Y lo cierto es que, en principio, la cosa tiene la gracia de la mejor fan fiction y recuerda un tanto a aquellos pastiches sherlockholmesianos de Nicholas Meyer donde el detective de Baker St. unía fuerzas con Sigmund Freud. Con prosa funcional y sin adornos –digámoslo, el primer Stoker tampoco era lo que se dice un estilista, aunque sí un brillante administrador del tempo dramático y de la omnipresente ausencia del monstruo–, el descendiente y su cómplice nos devuelven a las vidas de Mina Harker & Co. veinticinco años después de aquel final en los Cárpatos. Y Stoker y Holt no se andan con demasiadas vueltas ni se meten en grandes complicaciones: descartan casi de entrada el trabajado y admirable formato docu-epistolar de muchas voces y firmas del original y nos zambullen, linealmente y en línea recta, en una trama un tanto alocada. Allí, destacan los toques metaficcionales (todo sucede mientras se monta una versión teatral de Drácula a cargo del mismísimo Bram Stoker), se cruzan cruces ya invocadas en otras ocasiones (la “vampira invitada” Elizabeth Bathory y la siempre funcional y multiuso sombra de Jack El Destripador), se hacen guiños y gracias un tanto torpes (ese Doctor Langella, ese Sargento Lee al que, afortunadamente, no se les suma ningún chef de nombre Lugosi), se espolvorea todo con prestigiosos nombres reales (Charles Chaplin, John Barrymore...), se cruza varias veces el Canal de La Mancha y, last but not least, se proponen varias innovaciones y enmiendas a un mito que no las necesitó nunca y sigue sin necesitarlas.

Digámoslo así: de las tres “sorpresas” que propone Drácula, el no muerto, dos son perfectamente predecibles y adivinables para un lector medianamente curtido en estas lides. La tercera de ellas resulta, en cambio, imposible de anticipar por todas las razones incorrectas. Es decir: es ridícula, injustificable y del todo inverosímil. Por motivos obvios no la comentaré aquí. Sólo diré que es el equivalente a que la pastoral vida de Heidi se continuara con la niña asesinando a Pedro y al Abuelito para enseguida ponerse al servicio de Adolf Hitler como asesina en serie de noche y actriz favorita de Leni Riefenstahl de día.

Un prescindible último chiste con “Titanic” incluido remata la empresa y –paradójicamente o no– lo mejor de todo llega con las páginas de notas finales (varias de ellas, las más “divertidas”, por algún motivo ausentes en la edición española) y agradecimientos a cargo de los dos verdaderos monstruos de este libro.
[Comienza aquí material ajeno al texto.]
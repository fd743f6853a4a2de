//! Secret types for protecting sensitive values from accidental logging.
//!
//! Re-exports the [`secrecy`] types used for bearer tokens and client
//! credentials. Any struct that derives `Debug` and holds a `SecretString`
//! gets a redacted `Debug` for free, so an `Identity` carrying the caller's
//! access token can be logged with `{:?}` without leaking the token.
//!
//! # Example
//!
//! ```rust
//! use common::secret::{ExposeSecret, SecretString};
//!
//! #[derive(Debug)]
//! struct ForwardedCredential {
//!     principal: String,
//!     access_token: SecretString,
//! }
//!
//! let cred = ForwardedCredential {
//!     principal: "alice".to_string(),
//!     access_token: SecretString::from("eyJhbGciOi..."),
//! };
//!
//! assert!(!format!("{cred:?}").contains("eyJhbGciOi"));
//!
//! // Reading the value is always an explicit, greppable call
//! let header = format!("Bearer {}", cred.access_token.expose_secret());
//! assert!(header.starts_with("Bearer "));
//! ```

pub use secrecy::{ExposeSecret, SecretString};

#[cfg(test)]
mod tests {
    use super::*;

    #[test]
    fn test_debug_is_redacted() {
        let secret = SecretString::from("eyJhbGciOiJSUzI1NiJ9.payload.sig");
        let debug_str = format!("{secret:?}");

        assert!(debug_str.contains("REDACTED"));
        assert!(!debug_str.contains("eyJhbGciOiJSUzI1NiJ9"));
    }

    #[test]
    fn test_expose_secret_returns_inner_value() {
        let secret = SecretString::from("token-value");
        assert_eq!(secret.expose_secret(), "token-value");
    }

    #[test]
    fn test_struct_with_secret_is_safe() {
        #[allow(dead_code)]
        #[derive(Debug)]
        struct Forwarded {
            principal: String,
            access_token: SecretString,
        }

        let forwarded = Forwarded {
            principal: "alice".to_string(),
            access_token: SecretString::from("super-secret-token"),
        };

        let debug_str = format!("{forwarded:?}");

        assert!(debug_str.contains("alice"));
        assert!(!debug_str.contains("super-secret-token"));
    }

    #[test]
    fn test_clone_keeps_value() {
        let secret = SecretString::from("cloneable");
        let cloned = secret.clone();
        assert_eq!(cloned.expose_secret(), "cloneable");
    }
}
Allí Dacre Stoker y Ian Holt –amparados y bendecidos por Elizabeth Miller, catedrática especializada en las idas y vueltas del inmortal transilvano– explican, o más bien confiesan, con todo detalle, cómo se gestó esta empresa y cómo resolvieron “con sentido del deber y responsabilidad familiar” reclamar los derechos legales del vampiro en cuestión y hacer realidad “un sueño de años”. Allí, Stoker y Holt se presentan como justicieros; pero lo cierto es que suenan demasiado parecidos a los personajes de Los productores de Mel Brooks y, por pudor, omiten el detalle que esta labour of love les ha significado un ingreso de un millón de libras esterlinas en sus cuentas bancarias y una adaptación cinematográfica en trámite. No hay problema. Todos los mercaderes tienen derecho a reclamar su litro de sangre; pero se desearía que lo hicieran con un poco más de gracia y elegancia y no mostrando tanto los colmillos.
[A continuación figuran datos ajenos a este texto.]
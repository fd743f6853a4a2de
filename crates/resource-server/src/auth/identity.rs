//! Per-request caller identity.
//!
//! Built from [`VerifiedClaims`] once verification succeeds and handed to
//! handlers as a request extension.

use crate::auth::claims::VerifiedClaims;
use crate::config::Config;
use common::secret::SecretString;
use serde_json::Value;
use std::collections::BTreeSet;

/// The authenticated caller.
///
/// The access token is kept only so delegated policy checks can act on the
/// caller's behalf; it is redacted in Debug output.
#[derive(Debug, Clone)]
pub struct Identity {
    principal: String,
    roles: BTreeSet<String>,
    claims: VerifiedClaims,
    access_token: SecretString,
}

impl Identity {
    /// Display name of the caller (`preferred_username` by default, else `sub`).
    pub fn principal(&self) -> &str {
        &self.principal
    }

    /// Roles from the configured claim, plus client roles when configured.
    pub fn roles(&self) -> &BTreeSet<String> {
        &self.roles
    }

    /// Exact, case-sensitive role membership.
    pub fn has_role(&self, role: &str) -> bool {
        self.roles.contains(role)
    }

    /// The verified claims the identity was derived from.
    pub fn claims(&self) -> &VerifiedClaims {
        &self.claims
    }

    /// The bearer token this identity was built from.
    pub fn access_token(&self) -> &SecretString {
        &self.access_token
    }
}

/// Maps verified claims to an [`Identity`].
#[derive(Debug, Clone)]
pub struct IdentityBuilder {
    roles_claim: String,
    principal_claim: String,
    client_roles_from: Option<String>,
}

impl IdentityBuilder {
    /// # Arguments
    ///
    /// * `roles_claim` - Dotted path of the roles claim, e.g. `realm_access.roles`
    /// * `principal_claim` - Top-level claim holding the display name
    /// * `client_roles_from` - Client whose `resource_access.<client>.roles` are merged in
    pub fn new(
        roles_claim: impl Into<String>,
        principal_claim: impl Into<String>,
        client_roles_from: Option<String>,
    ) -> Self {
        Self {
            roles_claim: roles_claim.into(),
            principal_claim: principal_claim.into(),
            client_roles_from,
        }
    }

    pub fn from_config(config: &Config) -> Self {
        Self::new(
            config.roles_claim.clone(),
            config.principal_claim.clone(),
            config.client_roles_from.clone(),
        )
    }

    /// Build the identity. Never fails: absent or oddly shaped role claims
    /// yield an empty role set.
    pub fn build(&self, claims: VerifiedClaims, access_token: &str) -> Identity {
        let mut roles = BTreeSet::new();
        collect_roles(claims.get_path(&self.roles_claim), &mut roles);

        if let Some(client) = &self.client_roles_from {
            let client_roles = claims
                .get("resource_access")
                .and_then(|ra| ra.get(client.as_str()))
                .and_then(|c| c.get("roles"));
            collect_roles(client_roles, &mut roles);
        }

        let principal = claims
            .get(&self.principal_claim)
            .and_then(Value::as_str)
            .filter(|p| !p.is_empty())
            .or_else(|| claims.subject())
            .unwrap_or_default()
            .to_string();

        Identity {
            principal,
            roles,
            claims,
            access_token: SecretString::from(access_token.to_string()),
        }
    }
}

/// Roles are either a JSON array of strings or one space-separated string.
fn collect_roles(value: Option<&Value>, roles: &mut BTreeSet<String>) {
    match value {
        Some(Value::Array(items)) => {
            roles.extend(
                items
                    .iter()
                    .filter_map(Value::as_str)
                    .filter(|r| !r.is_empty())
                    .map(str::to_string),
            );
        }
        Some(Value::String(s)) => {
            roles.extend(s.split_whitespace().map(str::to_string));
        }
        _ => {}
    }
}

/// Identities for unit tests in other modules.
#[cfg(test)]
#[allow(clippy::unwrap_used)]
pub(crate) mod test_support {
    use super::*;
    use serde_json::json;

    pub(crate) fn identity_with_roles(roles: &[&str]) -> Identity {
        let claims = json!({
            "sub": "test-subject",
            "preferred_username": "alice",
            "realm_access": {"roles": roles}
        });
        let verified = VerifiedClaims::new(
            "https://keycloak.example.com/realms/quarkus".to_string(),
            vec!["backend-service".to_string()],
            1_900_000_000,
            claims.as_object().unwrap().clone(),
        );
        IdentityBuilder::new("realm_access.roles", "preferred_username", None)
            .build(verified, "test-access-token")
    }
}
Leyendo estos apéndices de Drácula, el no muerto uno no puede evitar pensar que es aquí donde está la mejor auténtica continuación, la verdadera posibilidad de una gran novela. Saul Bellow o Robertson Davies –El legado de Stoker, El primero en discordia– podrían haber escrito algo magistral con las vidas y la obra de estos dos pícaros chupasangre, pienso.

Mientras tanto y como siempre, desde hace tanto tiempo, el Conde Drácula sigue sin descansar en paz.

Pero después de todo esto, seguro, duerme mucho peor.

A no olvidarlo nunca: no tomarás el nombre de D. en vano.